• [The problem] When you find the word "rand" in a line of the entries, please copy the whole line.

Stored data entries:
+ + + + +
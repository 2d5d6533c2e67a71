use serde::Serialize;

use super::generate::Dataset;
use super::mm_velocity;
use crate::options::FitGrid;

/// Best grid point found by [`fit`].
#[derive(Debug, Clone, Copy, PartialEq, Serialize)]
pub struct FitResult {
    /// Fitted Michaelis constant.
    pub km: f64,
    /// Fitted maximum velocity.
    pub vmax: f64,
    /// Sum of squared residuals at the optimum.
    pub sse: f64,
    /// Root-mean-square residual, `sqrt(sse / n)`.
    pub rmse: f64,
}

impl FitResult {
    /// Relative Vmax error against the generating value, in percent.
    #[must_use]
    pub fn vmax_error_percent(&self, true_vmax: f64) -> f64 {
        if true_vmax == 0.0 {
            return 0.0;
        }
        (self.vmax - true_vmax).abs() / true_vmax.abs() * 100.0
    }
}

/// Exhaustive grid search for the (Km, Vmax) minimizing squared error.
///
/// Km is the outer loop and Vmax the inner, both ascending; the first
/// minimum encountered wins ties. Returns `None` for an empty dataset.
#[must_use]
pub fn fit(dataset: &Dataset, grid: &FitGrid) -> Option<FitResult> {
    if dataset.is_empty() {
        return None;
    }
    log::debug!(
        "fitting {} points over {} grid cells",
        dataset.len(),
        grid.size()
    );

    let mut best: Option<(f64, f64, f64)> = None;
    for km in grid.km_values() {
        for vmax in grid.vmax_values() {
            let sse: f64 = dataset
                .points
                .iter()
                .map(|p| {
                    let r = mm_velocity(p.s, vmax, km) - p.v;
                    r * r
                })
                .sum();
            if best.is_none_or(|(_, _, b)| sse < b) {
                best = Some((km, vmax, sse));
            }
        }
    }

    let (km, vmax, sse) = best?;
    let rmse = (sse / dataset.len() as f64).sqrt();
    log::info!("fit: Km = {km}, Vmax = {vmax}, RMSE = {rmse:.4}");
    Some(FitResult {
        km,
        vmax,
        sse,
        rmse,
    })
}

/// Fitted rate law sampled at `samples` evenly spaced points on
/// `[0, smax]`, for overlaying on the scatter plot.
#[must_use]
pub fn fitted_curve(
    result: &FitResult,
    smax: f64,
    samples: usize,
) -> Vec<(f64, f64)> {
    if samples < 2 {
        return vec![(0.0, 0.0)];
    }
    let last = (samples - 1) as f64;
    (0..samples)
        .map(|i| {
            let s = smax * i as f64 / last;
            (s, mm_velocity(s, result.vmax, result.km))
        })
        .collect()
}

#[cfg(test)]
mod tests {
    use rand::rngs::StdRng;
    use rand::SeedableRng;

    use super::*;
    use crate::kinetics::generate::{generate, DataPoint};
    use crate::kinetics::KineticsParams;

    fn noiseless(vmax: f64, km: f64) -> Dataset {
        let params = KineticsParams {
            enzyme: 1.0,
            kcat: vmax,
            km,
            smax: 300.0,
            step: 10.0,
        };
        generate(&params, None, &mut StdRng::seed_from_u64(0))
    }

    #[test]
    fn recovers_grid_point_exactly() {
        let result = fit(&noiseless(101.0, 50.0), &FitGrid::default()).unwrap();
        assert_eq!(result.km, 50.0);
        assert_eq!(result.vmax, 101.0);
        assert!(result.rmse < 1e-9);
        assert!(result.vmax_error_percent(101.0) < 1e-12);
    }

    #[test]
    fn off_grid_parameters_land_within_resolution() {
        let data = noiseless(100.0, 50.0);
        let result = fit(&data, &FitGrid::default()).unwrap();
        assert!((result.vmax - 100.0).abs() <= 5.0);
        assert!((result.km - 50.0).abs() <= 5.0);
        assert!(result.rmse < 1.0);
    }

    #[test]
    fn noisy_fit_is_close() {
        let params = KineticsParams {
            enzyme: 2.0,
            kcat: 150.0,
            km: 80.0,
            smax: 500.0,
            step: 10.0,
        };
        let data =
            generate(&params, Some(0.08), &mut StdRng::seed_from_u64(3));
        let result = fit(&data, &FitGrid::default()).unwrap();
        assert!(result.vmax_error_percent(300.0) < 15.0);
    }

    #[test]
    fn empty_dataset_has_no_fit() {
        let data = Dataset {
            points: Vec::new(),
            true_vmax: 1.0,
            true_km: 1.0,
        };
        assert!(fit(&data, &FitGrid::default()).is_none());
    }

    #[test]
    fn ties_keep_first_candidate() {
        // Only zero velocities: every Vmax candidate at any Km is penalized
        // equally at S = 0, so the very first grid point wins.
        let data = Dataset {
            points: vec![DataPoint { s: 0.0, v: 0.0 }],
            true_vmax: 0.0,
            true_km: 1.0,
        };
        let result = fit(&data, &FitGrid::default()).unwrap();
        assert_eq!((result.km, result.vmax), (1.0, 1.0));
        assert_eq!(result.sse, 0.0);
    }

    #[test]
    fn curve_spans_zero_to_smax() {
        let result = FitResult {
            km: 50.0,
            vmax: 100.0,
            sse: 0.0,
            rmse: 0.0,
        };
        let curve = fitted_curve(&result, 300.0, 61);
        assert_eq!(curve.len(), 61);
        assert_eq!(curve[0], (0.0, 0.0));
        let (s, v) = curve[60];
        assert_eq!(s, 300.0);
        assert!((v - 85.714_285_714).abs() < 1e-6);
    }
}
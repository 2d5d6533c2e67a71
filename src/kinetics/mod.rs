//! Michaelis-Menten kinetics lab: synthetic data generation and
//! brute-force parameter fitting.
//!
//! v = Vmax * \[S\] / (Km + \[S\]), with Vmax = kcat * \[E\].
//!
//! Inputs arrive as loosely validated form fields; anything non-numeric or
//! outside its declared range falls back to that field's default instead
//! of failing. See [`KineticsParams::from_raw`].

mod fit;
mod generate;
mod lab;

pub use fit::{fit, fitted_curve, FitResult};
pub use generate::{generate, substrate_levels, DataPoint, Dataset};
pub use lab::KineticsLab;

use crate::options::{FieldRange, KineticsOptions};

/// Michaelis-Menten rate law.
///
/// Returns 0 for non-positive substrate concentration and when
/// `km + s` is not positive.
#[inline]
#[must_use]
pub fn mm_velocity(s: f64, vmax: f64, km: f64) -> f64 {
    if s <= 0.0 || km + s <= 0.0 {
        return 0.0;
    }
    vmax * s / (km + s)
}

/// Unvalidated form input, one string per field.
#[derive(Debug, Clone, Default, PartialEq, Eq)]
pub struct RawKineticsInput {
    /// Enzyme concentration \[E\].
    pub enzyme: String,
    /// Turnover number kcat.
    pub kcat: String,
    /// Michaelis constant Km.
    pub km: String,
    /// Maximum substrate concentration.
    pub smax: String,
    /// Substrate step.
    pub step: String,
}

/// Validated generation parameters.
#[derive(Debug, Clone, Copy, PartialEq)]
pub struct KineticsParams {
    /// Enzyme concentration \[E\].
    pub enzyme: f64,
    /// Turnover number kcat.
    pub kcat: f64,
    /// Michaelis constant Km.
    pub km: f64,
    /// Maximum substrate concentration.
    pub smax: f64,
    /// Substrate step.
    pub step: f64,
}

impl KineticsParams {
    /// Defaults declared in `options`.
    #[must_use]
    pub fn defaults(options: &KineticsOptions) -> Self {
        Self {
            enzyme: options.enzyme.default,
            kcat: options.kcat.default,
            km: options.km.default,
            smax: options.smax.default,
            step: options.step.default,
        }
    }

    /// True Vmax = kcat * \[E\].
    #[must_use]
    pub fn vmax(&self) -> f64 {
        self.kcat * self.enzyme
    }

    /// Replace every non-finite or out-of-range field with its default.
    #[must_use]
    pub fn sanitize(self, options: &KineticsOptions) -> Self {
        Self {
            enzyme: checked("enzyme", self.enzyme, &options.enzyme),
            kcat: checked("kcat", self.kcat, &options.kcat),
            km: checked("km", self.km, &options.km),
            smax: checked("smax", self.smax, &options.smax),
            step: checked("step", self.step, &options.step),
        }
    }

    /// Parse and sanitize form input.
    #[must_use]
    pub fn from_raw(raw: &RawKineticsInput, options: &KineticsOptions) -> Self {
        Self {
            enzyme: parse("enzyme", &raw.enzyme, &options.enzyme),
            kcat: parse("kcat", &raw.kcat, &options.kcat),
            km: parse("km", &raw.km, &options.km),
            smax: parse("smax", &raw.smax, &options.smax),
            step: parse("step", &raw.step, &options.step),
        }
    }
}

fn parse(field: &str, text: &str, range: &FieldRange) -> f64 {
    match text.trim().parse::<f64>() {
        Ok(value) => checked(field, value, range),
        Err(_) => {
            log::warn!(
                "{field}: '{text}' is not a number; using {}",
                range.default
            );
            range.default
        }
    }
}

fn checked(field: &str, value: f64, range: &FieldRange) -> f64 {
    if range.accepts(value) {
        value
    } else {
        log::warn!(
            "{field}: {value} outside [{}, {}]; using {}",
            range.min,
            range.max,
            range.default
        );
        range.default
    }
}

#[cfg(test)]
mod tests {
    use super::*;

    #[test]
    fn half_vmax_at_km() {
        for (vmax, km) in [(100.0, 50.0), (1.0, 0.01), (730.0, 412.5)] {
            let v = mm_velocity(km, vmax, km);
            assert!((v - vmax / 2.0).abs() < 1e-9);
        }
    }

    #[test]
    fn velocity_is_zero_without_substrate() {
        assert_eq!(mm_velocity(0.0, 100.0, 50.0), 0.0);
        assert_eq!(mm_velocity(-5.0, 100.0, 50.0), 0.0);
    }

    #[test]
    fn vanishing_denominator_gives_zero() {
        assert_eq!(mm_velocity(10.0, 100.0, -10.0), 0.0);
        assert_eq!(mm_velocity(10.0, 100.0, -20.0), 0.0);
        assert!(mm_velocity(10.0, 100.0, -5.0).is_finite());
    }

    #[test]
    fn raw_input_falls_back_per_field() {
        let options = KineticsOptions::default();
        let raw = RawKineticsInput {
            enzyme: "2".to_owned(),
            kcat: "abc".to_owned(),
            km: "-4".to_owned(),
            smax: " 250 ".to_owned(),
            step: "NaN".to_owned(),
        };
        let params = KineticsParams::from_raw(&raw, &options);
        assert_eq!(params.enzyme, 2.0);
        assert_eq!(params.kcat, 100.0);
        assert_eq!(params.km, 50.0);
        assert_eq!(params.smax, 250.0);
        assert_eq!(params.step, 10.0);
        assert_eq!(params.vmax(), 200.0);
    }

    #[test]
    fn sanitize_rejects_non_finite_and_out_of_range() {
        let options = KineticsOptions::default();
        let params = KineticsParams {
            enzyme: f64::INFINITY,
            kcat: 5000.0,
            km: 20.0,
            smax: 0.0,
            step: 5.0,
        }
        .sanitize(&options);
        assert_eq!(params.enzyme, 1.0);
        assert_eq!(params.kcat, 100.0);
        assert_eq!(params.km, 20.0);
        assert_eq!(params.smax, 300.0);
        assert_eq!(params.step, 5.0);
    }
}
+ + + + +
• [Response for this exercise]
    use rand::rngs::StdRng;
    use rand::SeedableRng;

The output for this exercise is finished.